Хэйли вышла из кабинета, мило хихикая с мистером Линчем. Уоллес внезапно подумал, что эмоции — пустая безделица, если с её помощью можно так легко обвести вокруг пальца. Доктор проводила посетителя до лифта, а потом стук её каблучков зазвучал в направлении дислокации Уоллеса:
— Утомился не работать уже двадцать минут? — Хэйли опустилась в соседнее кресло.
— Как разговор? — проигнорировал её иронию Джек.
— Всё в порядке, ты во мне сомневаешься? — она почти обиделась.
— Ни капли. Просто интересно, как ты поставила его на место.

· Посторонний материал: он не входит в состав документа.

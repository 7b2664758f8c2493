//! Deterministic doubles for the model and web boundaries.
//!
//! Enabled for this crate's own tests and, through the `testing` feature, for
//! downstream crates' tests. Nothing here touches the network.

use std::collections::{HashMap, VecDeque};
use std::sync::Mutex;
use std::time::Duration;

use async_trait::async_trait;

use crate::tools::{FetchedPage, PageFetcher, SearchHit, SearchProvider, ToolInvocation, ToolResult};
use crate::{ChatModel, ChatRequest, Completion, LlmError, RunObserver, Termination, ToolError};

enum Scripted {
    Reply(String),
    Fail { status: u16, body: String },
}

/// Chat model that replays a fixed script of completions and records every prompt.
///
/// Once the script is exhausted the last reply is repeated if `repeat_last`
/// is set; otherwise an `InvalidResponse` error is returned.
pub struct ScriptedChatModel {
    name: String,
    script: Mutex<VecDeque<Scripted>>,
    last: Mutex<Option<String>>,
    repeat_last: bool,
    requests: Mutex<Vec<ChatRequest>>,
}

impl ScriptedChatModel {
    pub fn new<I, S>(replies: I) -> Self
    where
        I: IntoIterator<Item = S>,
        S: Into<String>,
    {
        Self {
            name: "scripted".to_string(),
            script: Mutex::new(
                replies
                    .into_iter()
                    .map(|reply| Scripted::Reply(reply.into()))
                    .collect(),
            ),
            last: Mutex::new(None),
            repeat_last: false,
            requests: Mutex::new(Vec::new()),
        }
    }

    /// A model that answers every prompt with `reply`.
    pub fn always(reply: impl Into<String>) -> Self {
        let reply: String = reply.into();
        Self::new([reply]).repeating()
    }

    /// A model whose first call fails with a provider error.
    pub fn failing(status: u16, body: impl Into<String>) -> Self {
        let model = Self::new(Vec::<String>::new());
        model.push_failure(status, body);
        model
    }

    pub fn repeating(mut self) -> Self {
        self.repeat_last = true;
        self
    }

    pub fn push_reply(&self, reply: impl Into<String>) {
        self.lock_script().push_back(Scripted::Reply(reply.into()));
    }

    pub fn push_failure(&self, status: u16, body: impl Into<String>) {
        self.lock_script().push_back(Scripted::Fail {
            status,
            body: body.into(),
        });
    }

    /// Every prompt seen so far, in call order.
    pub fn requests(&self) -> Vec<ChatRequest> {
        self.requests
            .lock()
            .map(|guard| guard.clone())
            .unwrap_or_default()
    }

    pub fn call_count(&self) -> usize {
        self.requests.lock().map(|guard| guard.len()).unwrap_or(0)
    }

    fn lock_script(&self) -> std::sync::MutexGuard<'_, VecDeque<Scripted>> {
        self.script
            .lock()
            .unwrap_or_else(|poisoned| poisoned.into_inner())
    }
}

#[async_trait]
impl ChatModel for ScriptedChatModel {
    async fn complete(&self, request: &ChatRequest) -> Result<Completion, LlmError> {
        if let Ok(mut requests) = self.requests.lock() {
            requests.push(request.clone());
        }

        let next = self.lock_script().pop_front();
        let text = match next {
            Some(Scripted::Reply(text)) => text,
            Some(Scripted::Fail { status, body }) => {
                return Err(LlmError::Provider { status, body });
            }
            None => {
                let last = self
                    .last
                    .lock()
                    .ok()
                    .and_then(|guard| guard.clone())
                    .filter(|_| self.repeat_last);
                match last {
                    Some(text) => text,
                    None => {
                        return Err(LlmError::InvalidResponse("script exhausted".into()));
                    }
                }
            }
        };

        if let Ok(mut last) = self.last.lock() {
            *last = Some(text.clone());
        }
        Ok(Completion {
            text,
            finish_reason: Some("stop".into()),
        })
    }

    fn model_name(&self) -> &str {
        &self.name
    }
}

/// Search provider backed by a query → hits table.
///
/// Unknown queries return no hits; queries registered with
/// [`StaticSearchProvider::fail`] return the given error.
#[derive(Default)]
pub struct StaticSearchProvider {
    hits: HashMap<String, Vec<SearchHit>>,
    failures: HashMap<String, ToolError>,
    queries: Mutex<Vec<String>>,
}

impl StaticSearchProvider {
    pub fn new() -> Self {
        Self::default()
    }

    pub fn with_hits(mut self, query: &str, hits: Vec<SearchHit>) -> Self {
        self.hits.insert(query.to_string(), hits);
        self
    }

    pub fn fail(mut self, query: &str, error: ToolError) -> Self {
        self.failures.insert(query.to_string(), error);
        self
    }

    pub fn queries(&self) -> Vec<String> {
        self.queries
            .lock()
            .map(|guard| guard.clone())
            .unwrap_or_default()
    }
}

#[async_trait]
impl SearchProvider for StaticSearchProvider {
    async fn search(&self, query: &str, max_results: usize) -> Result<Vec<SearchHit>, ToolError> {
        if let Ok(mut queries) = self.queries.lock() {
            queries.push(query.to_string());
        }
        if let Some(error) = self.failures.get(query) {
            return Err(error.clone());
        }
        Ok(self
            .hits
            .get(query)
            .map(|hits| hits.iter().take(max_results).cloned().collect())
            .unwrap_or_default())
    }

    fn name(&self) -> &str {
        "static"
    }
}

/// Page fetcher backed by a URL → HTML table. Unknown URLs fail like an unreachable host.
#[derive(Default)]
pub struct StaticPageFetcher {
    pages: HashMap<String, String>,
}

impl StaticPageFetcher {
    pub fn new() -> Self {
        Self::default()
    }

    pub fn with_page(mut self, url: &str, html: &str) -> Self {
        self.pages.insert(url.to_string(), html.to_string());
        self
    }
}

#[async_trait]
impl PageFetcher for StaticPageFetcher {
    async fn fetch(&self, url: &str) -> Result<FetchedPage, ToolError> {
        let key = url.trim_end_matches('/');
        let body = self
            .pages
            .get(url)
            .or_else(|| self.pages.get(key))
            .ok_or_else(|| ToolError::Fetch(format!("{url}: connection failed")))?;
        Ok(FetchedPage {
            url: url.to_string(),
            content_type: Some("text/html".into()),
            body: body.clone(),
        })
    }
}

/// One recorded observer notification.
#[derive(Debug, Clone, PartialEq)]
pub enum Observed {
    ToolStarted { step: usize, call: String },
    ToolFinished { step: usize, call: String, ok: bool },
    Decision { step: usize },
    ResearchFinished { termination: Termination, tool_calls: usize },
    Answer(String),
}

/// Observer that keeps every notification for later assertions.
#[derive(Default)]
pub struct RecordingObserver {
    seen: Mutex<Vec<Observed>>,
}

impl RecordingObserver {
    pub fn new() -> Self {
        Self::default()
    }

    pub fn seen(&self) -> Vec<Observed> {
        self.seen
            .lock()
            .map(|guard| guard.clone())
            .unwrap_or_default()
    }

    fn record(&self, observed: Observed) {
        if let Ok(mut seen) = self.seen.lock() {
            seen.push(observed);
        }
    }
}

impl RunObserver for RecordingObserver {
    fn tool_started(&self, step: usize, invocation: &ToolInvocation) {
        self.record(Observed::ToolStarted {
            step,
            call: invocation.describe(),
        });
    }

    fn tool_finished(
        &self,
        step: usize,
        invocation: &ToolInvocation,
        result: &ToolResult,
        _elapsed: Duration,
    ) {
        self.record(Observed::ToolFinished {
            step,
            call: invocation.describe(),
            ok: result.is_ok(),
        });
    }

    fn decision(&self, step: usize, _raw: &str) {
        self.record(Observed::Decision { step });
    }

    fn research_finished(&self, termination: &Termination, tool_calls: usize) {
        self.record(Observed::ResearchFinished {
            termination: *termination,
            tool_calls,
        });
    }

    fn answer_ready(&self, answer: &str) {
        self.record(Observed::Answer(answer.to_string()));
    }
}

/// Search hit shorthand for tests.
pub fn hit(title: &str, url: &str, snippet: &str) -> SearchHit {
    SearchHit {
        title: title.to_string(),
        url: url.to_string(),
        snippet: snippet.to_string(),
    }
}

— Сказала полуправду, как обычно. Сомневаюсь, что он успокоится насовсем, но пока что хотя бы перестанет нас донимать.
— Думаешь, стоит доложить Шарпу? — спросил совета Уоллес.
— Не-а, — покачала головой уверенная и довольная собой доктор Хэйли.
***
За три ночи Блейк не сидел спокойно ни одного дежурства, постоянно поглядывая на спящую красавицу. Казалось, сейчас она проснётся и снова посмотрит на него своими голубыми глазами. Генри сидел рядом с её постелью, напряжённо вглядываясь в книгу, не в состоянии запомнить и строчки, когда вдруг краем глаза заметил движение. Повернувшись, снова встретился взглядом с Эвелин. Странное волнение стремительно пробежало вдоль позвоночника и исчезло так же быстро, как и появилось.
— Вижу, вы ждали моего пробуждения, — она была как всегда наблюдательна.
— Не боитесь открыть глаза и вдруг увидеть не меня?
— Перед пробуждением я убедилась, что вы в палате один. Ночь всегда особенно тихая, её ни с чем не спутаешь. Никакой суеты, топота и шума.
— Я вполне мог вас сдать, — уточнил Блейк больше в шутку, чем всерьёз.
Её губы изогнулись в полуулыбке:
— Не сдали же. Видимо, это стоит принимать за ваш ответ? Или я слишком спешу с выводами?
Кажется, Эвелин удивилась его решению даже больше самого Генри. Поддалась минутному импульсу, жажде свободы и тут же пожалела, ожидая жутких последствий?
— Видимо, это стоит принимать за мой ответ, — усмехнулся Блейк. — Не уверен, что не буду об этом жалеть.
— Жалеть иногда приходится даже о том, чего мы сами добивались, — её ответ прозвучал с лёгкой наигранностью прочитанного на память отрывка.
— Шекспир? — понял Генри.
— «Антоний и Клеопатра», — кивнула Эвелин. — Я играла в школьной постановке.
Блейк внезапно растерялся от возникшего диссонанса, слова застряли невысказанными где-то в гортани. Вчера школьные пьесы, сегодня — одиночная палата с решёткой на окне. Нужно, наверное, сказать, что ему жаль, но ему не было её жалко. Только безумно грустно.
Эвелин нахмурилась и сжала пальцы в кулак, когда внутренности скрутило от боли. Пульсировало где-то в районе желудка, периодически накатывала тошнота и желание свернуться клубочком, сцепив зубы. Каким-то чудом Эвелин умудрялась не морщиться, пожалуй, лишь от эйфории. Из полностью бесплотной её надежда только что обрела имя. Её звали Генри Блейк. У неё даже хватало сил шутить и слегка улыбаться, хотя головная боль во время пробуждений никогда не отступала.
— Всё в порядке? Может, вам что-нибудь нужно? — тут же заметил её напряжение Блейк.
— Воды, если можно. Или что-нибудь поесть. Такое чувство, что не ела целую вечность.
Будто приняв просьбу за приказ, Генри в два шага сократил расстояние до своей тумбочки и извлёк оттуда шоколадный батончик. Виновато пожал плечами и протянул вместе с бутылкой воды:
— Иногда на меня тоже голод нападает.
Руку поднять было сложно, а заставить пальцы с силой открыть упаковку — и вовсе невозможно. Эвелин бесилась, пытаясь бесполезно разорвать фольгу, а Блейк только сидел и с лёгкой улыбкой наблюдал за её потугами. Однажды даже сжалился и потянулся, чтобы помочь, но Аллен так на него посмотрела, что пришлось даже отодвинуться. Наконец, справившись с дурацкой упаковкой, Эвелин смотрела на прежде любимую сладость, аккуратно откусила кусок и попыталась прожевать. Вкус был непередаваемым — и сколько тысяч лет она не ела шоколад?